The ambulance scene is possibly a bit too broad and indelicate a means of getting to the final scene. It’s amusing, but Seinfeld usually isn’t at its best when it does “action”.
The Heart Attackis also notable for the first mention of Kramer’s friend Bob Sacamano, who went in to hospital for routine surgery (a hernia operation) that was botched. Now he sits in the corner of a room intoning “My name is Bob!” Kramer is even more unhelpful than Jerry regarding George’s fears; completely oblivious, he brings a meal to George’s room and sits at the end of the bed like he’s watching him on TV.

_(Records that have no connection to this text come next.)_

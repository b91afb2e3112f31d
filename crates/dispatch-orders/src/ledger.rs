//! The `OrderLedger` — owned order collection behind accessor methods.

use rustc_hash::FxHashMap;

use dispatch_core::{DriverId, OrderId};

use crate::{LedgerError, LedgerResult, Order, OrderStatus};

/// All orders known to the pipeline, in intake order.
///
/// Storage is an insertion-ordered `Vec` plus an `OrderId → slot` index.
/// Intake order doubles as the fairness order for
/// [`list_deliverable`][Self::list_deliverable] (oldest first), so no query
/// ever sorts.  Orders are never removed — the reference system is
/// process-lifetime, and completed orders stay visible to the presentation
/// layer.
#[derive(Default)]
pub struct OrderLedger {
    orders: Vec<Order>,
    index:  FxHashMap<OrderId, usize>,
}

impl OrderLedger {
    pub fn new() -> Self {
        Self::default()
    }

    // ── Intake ────────────────────────────────────────────────────────────

    /// Accept an order from the upstream intake flow.
    ///
    /// # Errors
    ///
    /// `DuplicateId` if an order with the same id is already ledgered.
    pub fn intake(&mut self, order: Order) -> LedgerResult<()> {
        if self.index.contains_key(&order.id) {
            return Err(LedgerError::DuplicateId { id: order.id });
        }
        self.index.insert(order.id, self.orders.len());
        self.orders.push(order);
        Ok(())
    }

    // ── Queries ───────────────────────────────────────────────────────────

    pub fn get(&self, id: OrderId) -> Option<&Order> {
        self.index.get(&id).map(|&slot| &self.orders[slot])
    }

    /// All orders in intake order — read-only snapshot for presentation.
    pub fn orders(&self) -> impl Iterator<Item = &Order> {
        self.orders.iter()
    }

    pub fn len(&self) -> usize {
        self.orders.len()
    }

    pub fn is_empty(&self) -> bool {
        self.orders.is_empty()
    }

    /// All deliverable orders (`Processing`/`Shipped`, no driver), oldest
    /// first.  Intake order is creation order, so no sort is needed.
    pub fn list_deliverable(&self) -> Vec<&Order> {
        self.orders.iter().filter(|o| o.is_deliverable()).collect()
    }

    /// The order currently assigned to `driver`, if any.  A driver carries
    /// at most one order at a time, and completed orders hold no assignment,
    /// so the first match is the only match.
    pub fn assigned_to(&self, driver: DriverId) -> Option<&Order> {
        self.orders.iter().find(|o| o.assigned_driver == Some(driver))
    }

    // ── Transitions ───────────────────────────────────────────────────────

    /// Move an order to `new_status`.
    ///
    /// Only adjacent moves are legal: one step forward, or one step back
    /// (operator rollback).  Completing an order releases its courier claim —
    /// the assignment flag is cleared so a completed order never points at a
    /// driver.  Rollback never touches the assignment flag.
    ///
    /// # Errors
    ///
    /// `NotFound` for an unknown id; `InvalidTransition` for a non-adjacent
    /// move (including `new_status == current`).
    pub fn advance_status(&mut self, id: OrderId, new_status: OrderStatus) -> LedgerResult<()> {
        let order = self.get_mut(id)?;
        if !order.status.is_adjacent(new_status) {
            return Err(LedgerError::InvalidTransition {
                id,
                from: order.status,
                to: new_status,
            });
        }
        order.status = new_status;
        if new_status == OrderStatus::Completed {
            order.assigned_driver = None;
        }
        Ok(())
    }

    /// Attach a driver to an order.
    ///
    /// # Errors
    ///
    /// `NotFound` for an unknown id; `AlreadyAssigned` if a driver is already
    /// attached (clear first); `NotDeliverable` if the order is `New` or
    /// `Completed` — an assigned order must always be `Processing`/`Shipped`.
    pub fn assign_driver(&mut self, id: OrderId, driver: DriverId) -> LedgerResult<()> {
        let order = self.get_mut(id)?;
        if order.assigned_driver.is_some() {
            return Err(LedgerError::AlreadyAssigned(id));
        }
        if !order.status.is_deliverable() {
            return Err(LedgerError::NotDeliverable {
                id,
                status: order.status,
            });
        }
        order.assigned_driver = Some(driver);
        Ok(())
    }

    /// Detach any driver from an order.  Always permitted; idempotent.
    ///
    /// # Errors
    ///
    /// `NotFound` for an unknown id.
    pub fn clear_driver(&mut self, id: OrderId) -> LedgerResult<()> {
        self.get_mut(id)?.assigned_driver = None;
        Ok(())
    }

    // ── Internal ──────────────────────────────────────────────────────────

    fn get_mut(&mut self, id: OrderId) -> LedgerResult<&mut Order> {
        match self.index.get(&id) {
            Some(&slot) => Ok(&mut self.orders[slot]),
            None => Err(LedgerError::NotFound(id)),
        }
    }
}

Larry David also makes an appearance; he’s in some sci-fi cheapie on TV dressed in silver foil, going on about the end of the world (“flaming globes!”). Jerry awakes laughing in the middle of the night and jots down an idea he then finds illegible; when he discovers it was “Flaming globes of Sigmund” he is very disappointed. “That’s not funny”; except that it is. Very.
Quotable
Larry David: The planet’s on fire! It is just as you prophesised! The planets of our solar system are incinerating, Sigmund, like flaming globes!
George: Why can’t I have a heart attack? I’m allowed.
George: There’s nothing wrong with me?
Doctor: Well, I wouldn’t go that far.
George: Lupus? Is it lupus?
Doctor: And when you wake up, you can have some ice cream.
George: Yeah, that’s what they told me the last time.
Kramer: Get out right now! They’ll kill you in here!
Kramer: The next thing you know, you’ve got a hose coming out of your chest attached to a piece of luggage!
George: Oh, yeah. Holisitc. That’s what I need. That’s the answer.
Tor: You should have been born in August.
Elaine: I’m sorry, I can’t stay long. I don’t want to run into Doctor Tongue.